誕生日は波乱の幕開け - 6/9
「これ」
狭いカウンターの中には、大量のリキュールやスピリッツ、ウィスキーなどのボトルが、棚にズラッと並んでいる。 そこからニノが取り出したのは、2冊の雑誌。ビジネス誌と週刊誌だ。
『? 、これが何?雅紀でも載ってた?』
「ええっ!俺?!」
「バカ、違うよ。付箋貼ってあるページあるでしょ?開いてみ?」
言われたとおりに付箋が貼られているページを開くと、隣に座る雅紀も興味津津に、身を寄せるように覗き込んで来る。 最初に飛び込んできたのは、仰々しいほどの大きな見出しだ。

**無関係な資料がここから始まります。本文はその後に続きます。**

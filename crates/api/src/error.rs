use axum::http::StatusCode;
use axum::response::{IntoResponse, Response};
use bob2build_core::error::CoreError;
use bob2build_relay::RelayError;
use serde_json::json;

/// Application-level error type for HTTP handlers.
///
/// Wraps [`CoreError`] for domain errors and adds HTTP-specific variants.
/// Implements [`IntoResponse`] to produce consistent JSON error responses.
#[derive(Debug, thiserror::Error)]
pub enum AppError {
    /// A domain-level error from `bob2build_core`.
    #[error(transparent)]
    Core(#[from] CoreError),

    /// The form relay rejected the lead or could not be reached.
    #[error("Submission failed: {source}")]
    Submission {
        #[source]
        source: RelayError,
        /// Address the visitor can write to instead.
        contact_email: String,
    },

    /// A bad request with a human-readable message.
    #[error("Bad request: {0}")]
    BadRequest(String),

    /// An internal error with a human-readable message.
    #[error("Internal error: {0}")]
    InternalError(String),
}

/// Convenience type alias for handler return values.
pub type AppResult<T> = Result<T, AppError>;

impl IntoResponse for AppError {
    fn into_response(self) -> Response {
        let (status, code, message) = match &self {
            // --- CoreError variants ---
            AppError::Core(core) => match core {
                CoreError::NotFound { entity, key } => (
                    StatusCode::NOT_FOUND,
                    "NOT_FOUND",
                    format!("{entity} '{key}' not found"),
                ),
                CoreError::Validation(msg) => {
                    (StatusCode::BAD_REQUEST, "VALIDATION_ERROR", msg.clone())
                }
                CoreError::InvalidFields(fields) => {
                    let body = json!({
                        "error": "One or more fields are invalid",
                        "code": "VALIDATION_ERROR",
                        "fields": fields,
                    });
                    return (StatusCode::BAD_REQUEST, axum::Json(body)).into_response();
                }
                CoreError::Catalog(msg) | CoreError::Internal(msg) => {
                    tracing::error!(error = %msg, "Internal core error");
                    (
                        StatusCode::INTERNAL_SERVER_ERROR,
                        "INTERNAL_ERROR",
                        "An internal error occurred".to_string(),
                    )
                }
            },

            // --- Relay errors ---
            AppError::Submission {
                source,
                contact_email,
            } => {
                tracing::warn!(error = %source, "Contact submission failed");
                (
                    StatusCode::BAD_GATEWAY,
                    "SUBMISSION_FAILED",
                    format!(
                        "Something went wrong. Please try again or email us directly at {contact_email}"
                    ),
                )
            }

            // --- HTTP-specific errors ---
            AppError::BadRequest(msg) => (StatusCode::BAD_REQUEST, "BAD_REQUEST", msg.clone()),
            AppError::InternalError(msg) => {
                tracing::error!(error = %msg, "Internal error");
                (
                    StatusCode::INTERNAL_SERVER_ERROR,
                    "INTERNAL_ERROR",
                    "An internal error occurred".to_string(),
                )
            }
        };

        let body = json!({
            "error": message,
            "code": code,
        });

        (status, axum::Json(body)).into_response()
    }
}
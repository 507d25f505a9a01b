//! Contact form submission status.
//!
//! The status moves `Idle -> Submitting -> {Success, Error}` and then back
//! to `Idle` once the outcome banner is dismissed.

use std::time::Duration;

use serde::{Deserialize, Serialize};

/// How long a success or error outcome stays visible before resetting.
pub const STATUS_RESET_DELAY: Duration = Duration::from_secs(5);

#[derive(Debug, Clone, Copy, Default, PartialEq, Eq, Serialize, Deserialize)]
#[serde(rename_all = "lowercase")]
pub enum SubmitStatus {
    #[default]
    Idle,
    Submitting,
    Success,
    Error,
}

impl SubmitStatus {
    /// A request is in flight; the submit control must be disabled.
    pub fn is_in_flight(self) -> bool {
        self == SubmitStatus::Submitting
    }

    /// A terminal outcome that will auto-reset to `Idle`.
    pub fn is_outcome(self) -> bool {
        matches!(self, SubmitStatus::Success | SubmitStatus::Error)
    }

    /// Status after the delivery attempt finished.
    pub fn from_delivery<T, E>(result: &Result<T, E>) -> Self {
        if result.is_ok() {
            SubmitStatus::Success
        } else {
            SubmitStatus::Error
        }
    }
}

“最終兵器!若き才能に注目集まる” “確かな評価と実績、今後の経営は次世代ならでは” “世界的大企業の御曹司、生い立ちに迫る”
『これって…?』
「そいつがお前の最後の希望。……だと思うよ?」
雑誌から顔を上げ、どういうこと?と眉をしかめて見せる。ニノはさっきまでと変わらない、小悪魔のような笑顔を浮かべたままだ。 文字だけじゃなく全体を読み取ってみると、2つの誌面に共通するのは、スーツを着た1人の男性の写真。 見た顔では無いけど、ニノや雅紀達に負けていない。文句無しにカッコ良い。

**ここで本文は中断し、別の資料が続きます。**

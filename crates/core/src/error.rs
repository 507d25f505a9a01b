use crate::validation::FieldViolation;

#[derive(Debug, thiserror::Error)]
pub enum CoreError {
    #[error("Entity not found: {entity} with key {key}")]
    NotFound { entity: &'static str, key: String },

    #[error("Validation failed: {0}")]
    Validation(String),

    #[error("Validation failed on {} field(s)", .0.len())]
    InvalidFields(Vec<FieldViolation>),

    #[error("Catalog data is invalid: {0}")]
    Catalog(String),

    #[error("Internal error: {0}")]
    Internal(String),
}
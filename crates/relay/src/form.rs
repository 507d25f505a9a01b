//! Contact form presentation state.
//!
//! [`ContactForm`] owns the field values and the [`SubmitStatus`] of one
//! form instance. A submission validates every field, makes one delivery
//! attempt, and lands on `Success` (fields cleared) or `Error` (fields kept).
//! The outcome resets to `Idle` on its own after the reset delay, or
//! immediately when the visitor edits a field.

use std::sync::Arc;
use std::time::Duration;

use bob2build_core::lead::LeadSubmission;
use bob2build_core::submission::{SubmitStatus, STATUS_RESET_DELAY};
use bob2build_core::validation::FieldViolation;
use tokio::sync::Mutex;
use tokio_util::sync::CancellationToken;

use crate::client::LeadSink;

#[derive(Debug, thiserror::Error)]
pub enum FormError {
    /// One or more fields broke their rule; nothing was sent.
    #[error("{} field(s) failed validation", .0.len())]
    Invalid(Vec<FieldViolation>),

    /// A previous submission has not finished yet.
    #[error("A submission is already in flight")]
    InFlight,
}

struct FormState {
    fields: LeadSubmission,
    status: SubmitStatus,
    /// Bumped on every status change a pending reset must not override.
    generation: u64,
    pending_reset: Option<CancellationToken>,
}

impl FormState {
    fn cancel_reset(&mut self) {
        if let Some(token) = self.pending_reset.take() {
            token.cancel();
        }
    }

    fn return_to_idle(&mut self) {
        self.cancel_reset();
        self.status = SubmitStatus::Idle;
        self.generation += 1;
    }
}

pub struct ContactForm {
    sink: Arc<dyn LeadSink>,
    reset_delay: Duration,
    state: Arc<Mutex<FormState>>,
}

impl ContactForm {
    pub fn new(sink: Arc<dyn LeadSink>) -> Self {
        Self::with_reset_delay(sink, STATUS_RESET_DELAY)
    }

    pub fn with_reset_delay(sink: Arc<dyn LeadSink>, reset_delay: Duration) -> Self {
        Self {
            sink,
            reset_delay,
            state: Arc::new(Mutex::new(FormState {
                fields: LeadSubmission::default(),
                status: SubmitStatus::Idle,
                generation: 0,
                pending_reset: None,
            })),
        }
    }

    pub async fn status(&self) -> SubmitStatus {
        self.state.lock().await.status
    }

    /// Snapshot of the current field values.
    pub async fn fields(&self) -> LeadSubmission {
        self.state.lock().await.fields.clone()
    }

    /// Apply a user edit. Editing dismisses a visible success or error.
    pub async fn edit(&self, apply: impl FnOnce(&mut LeadSubmission)) {
        let mut state = self.state.lock().await;
        apply(&mut state.fields);
        if state.status.is_outcome() {
            state.return_to_idle();
        }
    }

    /// Dismiss a visible outcome without touching the fields.
    pub async fn dismiss(&self) {
        let mut state = self.state.lock().await;
        if state.status.is_outcome() {
            state.return_to_idle();
        }
    }

    /// Validate and deliver the current fields.
    ///
    /// Returns the outcome status. The reset back to `Idle` happens later on
    /// a background timer; this call never waits for it.
    pub async fn submit(&self) -> Result<SubmitStatus, FormError> {
        let (lead, generation) = {
            let mut state = self.state.lock().await;
            if state.status.is_in_flight() {
                return Err(FormError::InFlight);
            }
            state.fields.check().map_err(FormError::Invalid)?;

            state.cancel_reset();
            state.status = SubmitStatus::Submitting;
            state.generation += 1;
            (state.fields.clone(), state.generation)
        };

        let result = self.sink.deliver(&lead).await;
        if let Err(e) = &result {
            tracing::warn!(error = %e, "Contact form submission failed");
        }

        let status = SubmitStatus::from_delivery(&result);
        let mut state = self.state.lock().await;
        state.status = status;
        if status == SubmitStatus::Success {
            state.fields.clear();
        }
        state.pending_reset = Some(self.schedule_reset(generation));

        Ok(status)
    }

    /// Spawn the single-shot timer that returns an outcome to `Idle`.
    fn schedule_reset(&self, generation: u64) -> CancellationToken {
        let token = CancellationToken::new();
        let cancel = token.clone();
        let state = Arc::clone(&self.state);
        let delay = self.reset_delay;

        tokio::spawn(async move {
            tokio::select! {
                _ = cancel.cancelled() => {}
                _ = tokio::time::sleep(delay) => {
                    let mut state = state.lock().await;
                    if state.generation == generation && state.status.is_outcome() {
                        state.status = SubmitStatus::Idle;
                        state.pending_reset = None;
                    }
                }
            }
        });

        token
    }
}

impl Drop for ContactForm {
    fn drop(&mut self) {
        if let Ok(mut state) = self.state.try_lock() {
            state.cancel_reset();
        }
    }
}

// ---------------------------------------------------------------------------
// Tests
// ---------------------------------------------------------------------------
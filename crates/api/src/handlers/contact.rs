//! Handlers for the contact form.
//!
//! The server re-runs the same validation the form runs client-side, then
//! hands the lead to the configured [`LeadSink`](bob2build_relay::LeadSink).

use axum::extract::State;
use axum::response::IntoResponse;
use axum::Json;
use bob2build_core::error::CoreError;
use bob2build_core::lead::{option_sets, LeadSubmission};
use bob2build_core::submission::SubmitStatus;
use serde::Serialize;

use crate::error::{AppError, AppResult};
use crate::response::DataResponse;
use crate::state::AppState;

#[derive(Debug, Serialize)]
pub struct SubmissionOutcome {
    pub status: SubmitStatus,
}

/// GET /api/v1/contact/options
pub async fn list_options() -> AppResult<impl IntoResponse> {
    Ok(Json(DataResponse {
        data: option_sets(),
    }))
}

/// POST /api/v1/contact
///
/// Validate the lead and relay it. All field violations are returned
/// together; nothing is relayed unless every field passes.
pub async fn submit_lead(
    State(state): State<AppState>,
    Json(lead): Json<LeadSubmission>,
) -> AppResult<impl IntoResponse> {
    if let Err(violations) = lead.check() {
        tracing::debug!(fields = violations.len(), "Contact lead rejected by validation");
        return Err(AppError::Core(CoreError::InvalidFields(violations)));
    }

    state
        .lead_sink
        .deliver(&lead)
        .await
        .map_err(|source| AppError::Submission {
            source,
            contact_email: state.config.contact_email.clone(),
        })?;

    tracing::info!(
        project_type = %lead.project_type,
        budget = %lead.budget,
        timeline = %lead.timeline,
        "Contact lead submitted",
    );

    Ok(Json(DataResponse {
        data: SubmissionOutcome {
            status: SubmitStatus::Success,
        },
    }))
}
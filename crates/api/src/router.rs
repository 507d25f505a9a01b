//! HTTP surface of the site backend: the route tree plus the middleware every
//! request passes through. `main.rs` and the integration tests both build
//! their app here.

use std::time::Duration;

use axum::http::header::CONTENT_TYPE;
use axum::http::{HeaderName, Method, StatusCode};
use axum::Router;
use tower_http::catch_panic::CatchPanicLayer;
use tower_http::cors::CorsLayer;
use tower_http::request_id::{MakeRequestUuid, PropagateRequestIdLayer, SetRequestIdLayer};
use tower_http::timeout::TimeoutLayer;
use tower_http::trace::{DefaultMakeSpan, DefaultOnResponse, TraceLayer};
use tracing::Level;

use crate::config::ServerConfig;
use crate::routes;
use crate::state::AppState;

/// Header carrying the per-request id, generated when the client sends none.
pub const REQUEST_ID_HEADER: &str = "x-request-id";

/// Build the site [`Router`].
///
/// Layers run outermost first: CORS, request id assignment, tracing (so
/// the span carries the id), id echo on the response, timeout, then panic
/// recovery closest to the handlers.
pub fn build_app_router(state: AppState, config: &ServerConfig) -> Router {
    let request_id = HeaderName::from_static(REQUEST_ID_HEADER);
    let tracing = TraceLayer::new_for_http()
        .make_span_with(DefaultMakeSpan::new().level(Level::INFO))
        .on_response(DefaultOnResponse::new().level(Level::INFO));

    Router::new()
        // Liveness stays outside the versioned API.
        .merge(routes::health::router())
        .nest("/api/v1", routes::api_routes())
        .layer(CatchPanicLayer::new())
        // A hung handler answers 408 instead of holding the connection.
        .layer(TimeoutLayer::with_status_code(
            StatusCode::REQUEST_TIMEOUT,
            config.request_timeout(),
        ))
        .layer(PropagateRequestIdLayer::new(request_id.clone()))
        .layer(tracing)
        .layer(SetRequestIdLayer::new(request_id, MakeRequestUuid))
        .layer(build_cors_layer(config))
        .with_state(state)
}

/// CORS for the site front-end origins. The contact form posts JSON and the
/// theme switcher uses PUT, so those are the only non-GET methods allowed.
///
/// Panics on an origin that is not a valid header value.
pub fn build_cors_layer(config: &ServerConfig) -> CorsLayer {
    let origins: Vec<_> = config
        .cors_origins
        .iter()
        .map(|o| {
            o.parse()
                .unwrap_or_else(|e| panic!("Invalid CORS origin '{o}': {e}"))
        })
        .collect();

    CorsLayer::new()
        .allow_origin(origins)
        .allow_methods([Method::GET, Method::POST, Method::PUT])
        .allow_headers([CONTENT_TYPE])
        .max_age(Duration::from_secs(3600))
}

「【SOAR】ってホテル知ってる?この人、そこの跡取り」
『え?』
「つまり、未来の社長ってワケ」
「本当に!?凄いね、それ。俺でも知ってるよ、そのホテル!超一流の有名ホテルじゃん!」
再び、雑誌に目を落とす。
【SOAR】は世界中に展開されているホテルで、雅紀が言う通り、超一流。宿泊値段も待遇も、他のホテルとは比べ物にならない。 リゾート風のモダンなインテリアは、カジュアル感を演出しつつも洗練されていて、女性だけじゃなく、男性にも人気。 置かれているアメニティは有名ブランド。常駐のレストランシェフは当然のことながら3ツ星で、料理の評判も良い。
正に、セレブ中のセレブしか泊れない、そんなホテル。 でもまさか、跡取りとなる息子がいたなんて知らなかった。

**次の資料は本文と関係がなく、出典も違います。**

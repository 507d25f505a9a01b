//! Relay of contact leads to the external form-processing endpoint.
//!
//! [`FormRelay`] sends a JSON-encoded [`LeadSubmission`] to a fixed URL via
//! HTTP POST. Exactly one attempt is made per submission: the visitor
//! retries by submitting again.

use std::time::Duration;

use async_trait::async_trait;
use bob2build_core::lead::LeadSubmission;
use reqwest::header::ACCEPT;

/// HTTP request timeout used when none is configured.
pub const DEFAULT_REQUEST_TIMEOUT: Duration = Duration::from_secs(10);

// ---------------------------------------------------------------------------
// Error
// ---------------------------------------------------------------------------

/// Error type for lead delivery failures.
///
/// Callers treat both variants the same way; the split only exists for logs.
#[derive(Debug, thiserror::Error)]
pub enum RelayError {
    /// The underlying HTTP request failed (network, DNS, timeout, etc.).
    #[error("HTTP request failed: {0}")]
    Request(#[from] reqwest::Error),

    /// The relay answered with a non-2xx status code.
    #[error("Form relay returned HTTP {0}")]
    HttpStatus(u16),
}

// ---------------------------------------------------------------------------
// LeadSink
// ---------------------------------------------------------------------------

/// Destination for validated leads.
#[async_trait]
pub trait LeadSink: Send + Sync {
    async fn deliver(&self, lead: &LeadSubmission) -> Result<(), RelayError>;
}

// ---------------------------------------------------------------------------
// FormRelay
// ---------------------------------------------------------------------------

/// Posts leads to an external form relay.
pub struct FormRelay {
    client: reqwest::Client,
    url: String,
}

impl FormRelay {
    /// Create a relay client for `url` with a per-request timeout.
    pub fn new(url: impl Into<String>, timeout: Duration) -> Result<Self, RelayError> {
        let client = reqwest::Client::builder().timeout(timeout).build()?;
        Ok(Self {
            client,
            url: url.into(),
        })
    }

    pub fn url(&self) -> &str {
        &self.url
    }
}

#[async_trait]
impl LeadSink for FormRelay {
    /// Execute a single POST request and check the response status.
    async fn deliver(&self, lead: &LeadSubmission) -> Result<(), RelayError> {
        let response = self
            .client
            .post(&self.url)
            .header(ACCEPT, "application/json")
            .json(lead)
            .send()
            .await?;

        let status = response.status();
        if !status.is_success() {
            tracing::warn!(url = %self.url, status = status.as_u16(), "Form relay rejected lead");
            return Err(RelayError::HttpStatus(status.as_u16()));
        }

        tracing::info!(
            project_type = %lead.project_type,
            budget = %lead.budget,
            "Lead delivered to form relay"
        );
        Ok(())
    }
}

// ---------------------------------------------------------------------------
// Tests
// ---------------------------------------------------------------------------
//! Shared response envelope types for API handlers.
//!
//! All API responses use a `{ "data": ... }` envelope. Use [`DataResponse`]
//! instead of ad-hoc `serde_json::json!({ "data": ... })` to get compile-time
//! type safety and consistent serialization.

use serde::Serialize;

/// Standard `{ "data": T }` response envelope.
#[derive(Debug, Serialize)]
pub struct DataResponse<T: Serialize> {
    pub data: T,
}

「なんか、ここ最近までイギリスにいて勉強してたらしい。で、ついに跡取りとなるために帰国したんだってさ」
「へえ〜、頭も良い感じなんだ?それに、なかなかイケメンじゃない?杏奈、どう思う?」
『うん。結構タイプ』
写真の中の彼は柔らかい笑顔を浮かべ、私を見ている。 余り腕の良いカメラマンじゃないせいか、スーツがどこのブランドかまでは写真じゃ読み取れないけど、着こなしは完璧だ。 瞳は大きく、茶色がかった黒髪はやりすぎてないし、好印象。
それに……、
『………』
「? 、杏奈?」
何より、唇が魅力的。キスしてみたくなる。 彼とキスをしたら、いったいどんな感じだろうか。
「あれっ?おーい、杏奈〜?」
『ニノ、…雅紀……』
「! 、何?どーしたの?」
『…私、この人と結婚する!!』
「「!!」」
2人を見据え、笑顔で宣言をする。普通だったら後れを取るのが当たり前だけど、ニノと雅紀は当たり前のように、その宣言に笑顔を返してくれた。 そして全員の手が頭上に上がり、ハイファイブをする直前、もう一度、確かめ合うように笑い合う。
「んふふふ。言うと思った」
――― ほらね?今日、あんな男と別れて来て正解だ。